> [Goal of the exercise] In the listing beneath this line, copy exactly the lines starting with the one containing "let mut options" and going on through the one containing "for (key, value)".

> [Task data]
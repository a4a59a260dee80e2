use super::script::{hms, BatchScript, ScriptCore};
use crate::error::LaunchResult;
use crate::options::{LaunchOptions, Scheduler};
use std::path::PathBuf;

pub const SUBMIT: &str = "sbatch";
pub const LAUNCHER: &str = "srun";
pub const ALLOCATION_ENV: &str = "SLURM_JOB_ID";

#[derive(Debug, Clone)]
pub struct SlurmScript {
    core: ScriptCore,
    nodes: u32,
    procs_per_node: u32,
    total_procs: u32,
    launcher: String,
    launcher_args: Vec<String>,
}

impl SlurmScript {
    pub fn new(
        script_file: PathBuf,
        work_dir: PathBuf,
        options: &LaunchOptions,
        launcher_args: Vec<String>,
    ) -> LaunchResult<Self> {
        let mut core = ScriptCore::new(script_file, work_dir);
        core.push_header(format!("#SBATCH --chdir={}", core.work_dir.display()));
        core.push_header(format!("#SBATCH --output={}", core.out_log().display()));
        core.push_header(format!("#SBATCH --error={}", core.err_log().display()));
        core.push_header(format!("#SBATCH --nodes={}", options.nodes));
        if let Some(minutes) = options.time_limit {
            core.push_header(format!("#SBATCH --time={}", hms(minutes)));
        }
        core.push_header(format!("#SBATCH --job-name={}", options.job_name));
        if let Some(partition) = &options.partition {
            core.push_header(format!("#SBATCH --partition={partition}"));
        }
        if let Some(account) = &options.account {
            core.push_header(format!("#SBATCH --account={account}"));
        }
        if let Some(reservation) = &options.reservation {
            core.push_header(format!("#SBATCH --reservation={reservation}"));
        }

        Ok(Self {
            core,
            nodes: options.nodes,
            procs_per_node: options.procs_per_node,
            total_procs: options.total_procs()?,
            launcher: options.launcher.clone().unwrap_or_else(|| LAUNCHER.to_string()),
            launcher_args,
        })
    }
}

impl BatchScript for SlurmScript {
    fn scheduler(&self) -> Scheduler {
        Scheduler::Slurm
    }

    fn core(&self) -> &ScriptCore {
        &self.core
    }

    fn core_mut(&mut self) -> &mut ScriptCore {
        &mut self.core
    }

    fn allocation_env(&self) -> Option<&'static str> {
        Some(ALLOCATION_ENV)
    }

    fn parallel_command(&self, command: &[String]) -> Vec<String> {
        let mut line = vec![self.launcher.clone()];
        line.extend(self.launcher_args.iter().cloned());
        line.push(format!("--nodes={}", self.nodes));
        line.push(format!("--ntasks={}", self.total_procs));
        line.extend(command.iter().cloned());
        line
    }

    fn submit(&self, overwrite: bool) -> LaunchResult<i32> {
        self.core.write(overwrite)?;
        let script = self.core.script_file.display().to_string();
        self.core.submit_with(SUBMIT, &[script], false)
    }
}
//! `keel launch`: build an experiment and write, run or submit it.

use super::load_experiment;
use super::types::LaunchArgs;
use anyhow::{Context, Result};
use colored::Colorize;
use keel_launcher::{Action, LaunchOptions, LauncherConfig, detect_system, execute as execute_script, prepare};
use keel_schema::TypeRegistry;
use serde_json::json;

/// Execute the launch command, returning the job's exit status.
pub fn execute(registry: &TypeRegistry, args: &LaunchArgs, config: &LauncherConfig) -> Result<i32> {
    let message = load_experiment(registry, &args.input, &args.optimizer, &args.profiling)?;
    let options = launch_options(args, config);

    let script = prepare(&message, &options).context("Failed to prepare the batch script")?;
    let action = Action::select(options.setup_only, script.has_allocation());
    let status = execute_script(script.as_ref(), action, options.overwrite_script)
        .with_context(|| format!("Failed to {action} {}", script.script_file().display()))?;

    if args.json {
        let output = json!({
            "action": action.to_string(),
            "scheduler": script.scheduler(),
            "script": script.script_file().display().to_string(),
            "work_dir": script.work_dir().display().to_string(),
            "status": status,
        });
        println!("{}", serde_json::to_string_pretty(&output)?);
        return Ok(status);
    }

    let verb = match action {
        Action::Write => "Wrote",
        Action::Run => "Ran",
        Action::Submit => "Submitted",
    };
    let path = script.script_file().display().to_string();
    if status == 0 {
        println!("{} {}", verb.green().bold(), path);
    } else {
        println!("{} {} {}", verb.yellow().bold(), path, format!("(exit status {status})").red());
    }
    Ok(status)
}

/// Platform defaults, then the configuration file, then the command line.
pub fn launch_options(args: &LaunchArgs, config: &LauncherConfig) -> LaunchOptions {
    let system = args.system.clone().or_else(|| config.system.clone()).or_else(detect_system);
    let mut options = system.as_deref().map_or_else(LaunchOptions::default, |s| LaunchOptions::for_system(s));
    options = config.apply(options);
    options.system = system;

    if let Some(scheduler) = args.scheduler {
        options.scheduler = scheduler;
    }
    if let Some(ref name) = args.job_name {
        options.job_name = name.clone();
    }
    if let Some(ref dir) = args.work_dir {
        options.work_dir = Some(dir.clone());
    }
    if let Some(ref file) = args.script_file {
        options.script_file = Some(file.clone());
    }
    if let Some(ref trainer) = args.trainer {
        options.trainer_executable = trainer.clone();
    }
    if let Some(ref launcher) = args.launcher {
        options.launcher = Some(launcher.clone());
    }
    options.launcher_args.extend(args.launcher_args.iter().cloned());
    for (key, value) in &args.environment {
        options.environment.insert(key.clone(), value.clone());
    }
    options.overwrite_script |= args.overwrite;

    options = args.scheduler_args.apply(options);
    options = args.distconv.apply(options);

    options.trainer_args = args.profiling.trainer_args();
    options.trainer_args.extend(args.trainer_args.iter().cloned());
    options
}
//! Read-only view of a message descriptor: fields with their labels and
//! type tags, plus nested enums, in declaration order.

use prost_reflect::{Cardinality, FieldDescriptor, Kind, MessageDescriptor};
use serde::Serialize;
use std::fmt;

/// Repetition label of a field.
#[derive(Debug, Clone, Copy, PartialEq, Eq, Serialize)]
#[serde(rename_all = "lowercase")]
pub enum Label {
    Optional,
    Required,
    Repeated,
}

impl fmt::Display for Label {
    fn fmt(&self, f: &mut fmt::Formatter<'_>) -> fmt::Result {
        match self {
            Label::Optional => write!(f, "optional"),
            Label::Required => write!(f, "required"),
            Label::Repeated => write!(f, "repeated"),
        }
    }
}

/// Primitive-or-message type tag of a field.
#[derive(Debug, Clone, Copy, PartialEq, Eq, Serialize)]
#[serde(rename_all = "lowercase")]
pub enum TypeTag {
    Bool,
    Bytes,
    Double,
    Enum,
    Fixed32,
    Fixed64,
    Float,
    Group,
    Int32,
    Int64,
    Message,
    Sfixed32,
    Sfixed64,
    Sint32,
    Sint64,
    String,
    Uint32,
    Uint64,
}

impl TypeTag {
    #[must_use]
    pub fn of(field: &FieldDescriptor) -> Self {
        if field.is_group() {
            return Self::Group;
        }
        match field.kind() {
            Kind::Double => Self::Double,
            Kind::Float => Self::Float,
            Kind::Int32 => Self::Int32,
            Kind::Int64 => Self::Int64,
            Kind::Uint32 => Self::Uint32,
            Kind::Uint64 => Self::Uint64,
            Kind::Sint32 => Self::Sint32,
            Kind::Sint64 => Self::Sint64,
            Kind::Fixed32 => Self::Fixed32,
            Kind::Fixed64 => Self::Fixed64,
            Kind::Sfixed32 => Self::Sfixed32,
            Kind::Sfixed64 => Self::Sfixed64,
            Kind::Bool => Self::Bool,
            Kind::String => Self::String,
            Kind::Bytes => Self::Bytes,
            Kind::Message(_) => Self::Message,
            Kind::Enum(_) => Self::Enum,
        }
    }

    #[must_use]
    pub fn as_str(self) -> &'static str {
        match self {
            Self::Bool => "bool",
            Self::Bytes => "bytes",
            Self::Double => "double",
            Self::Enum => "enum",
            Self::Fixed32 => "fixed32",
            Self::Fixed64 => "fixed64",
            Self::Float => "float",
            Self::Group => "group",
            Self::Int32 => "int32",
            Self::Int64 => "int64",
            Self::Message => "message",
            Self::Sfixed32 => "sfixed32",
            Self::Sfixed64 => "sfixed64",
            Self::Sint32 => "sint32",
            Self::Sint64 => "sint64",
            Self::String => "string",
            Self::Uint32 => "uint32",
            Self::Uint64 => "uint64",
        }
    }
}

impl fmt::Display for TypeTag {
    fn fmt(&self, f: &mut fmt::Formatter<'_>) -> fmt::Result {
        f.write_str(self.as_str())
    }
}

#[derive(Debug, Clone, PartialEq, Eq, Serialize)]
pub struct FieldSummary {
    pub name: String,
    pub label: Label,
    pub kind: TypeTag,
}

#[derive(Debug, Clone, PartialEq, Eq, Serialize)]
pub struct EnumSummary {
    pub name: String,
    pub values: Vec<(String, i32)>,
}

#[derive(Debug, Clone, PartialEq, Eq, Serialize)]
pub struct MessageSummary {
    pub name: String,
    pub full_name: String,
    pub fields: Vec<FieldSummary>,
    pub enums: Vec<EnumSummary>,
}

impl MessageSummary {
    #[must_use]
    pub fn field(&self, name: &str) -> Option<&FieldSummary> {
        self.fields.iter().find(|f| f.name == name)
    }

    /// Human-readable field listing, one line per field.
    #[must_use]
    pub fn render_doc(&self) -> String {
        if self.fields.is_empty() {
            return "Fields: none\n".to_string();
        }
        let mut doc = String::from("Fields:\n");
        for field in &self.fields {
            doc.push_str(&format!("    {} ({} {})\n", field.name, field.label, field.kind));
        }
        doc
    }
}

/// Summarize a message descriptor.
#[must_use]
pub fn describe(descriptor: &MessageDescriptor) -> MessageSummary {
    let fields = descriptor
        .fields()
        .map(|field| FieldSummary {
            name: field.name().to_string(),
            label: match field.cardinality() {
                Cardinality::Optional => Label::Optional,
                Cardinality::Required => Label::Required,
                Cardinality::Repeated => Label::Repeated,
            },
            kind: TypeTag::of(&field),
        })
        .collect();

    let enums = descriptor
        .child_enums()
        .map(|e| EnumSummary {
            name: e.name().to_string(),
            values: e.values().map(|v| (v.name().to_string(), v.number())).collect(),
        })
        .collect();

    MessageSummary {
        name: descriptor.name().to_string(),
        full_name: descriptor.full_name().to_string(),
        fields,
        enums,
    }
}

> [Reply to the task]
    let mut options = system.as_deref().map_or_else(LaunchOptions::default, |s| LaunchOptions::for_system(s));
    options = config.apply(options);
    options.system = system;

    if let Some(scheduler) = args.scheduler {
        options.scheduler = scheduler;
    }
    if let Some(ref name) = args.job_name {
        options.job_name = name.clone();
    }
    if let Some(ref dir) = args.work_dir {
        options.work_dir = Some(dir.clone());
    }
    if let Some(ref file) = args.script_file {
        options.script_file = Some(file.clone());
    }
    if let Some(ref trainer) = args.trainer {
        options.trainer_executable = trainer.clone();
    }
    if let Some(ref launcher) = args.launcher {
        options.launcher = Some(launcher.clone());
    }
    options.launcher_args.extend(args.launcher_args.iter().cloned());
    for (key, value) in &args.environment {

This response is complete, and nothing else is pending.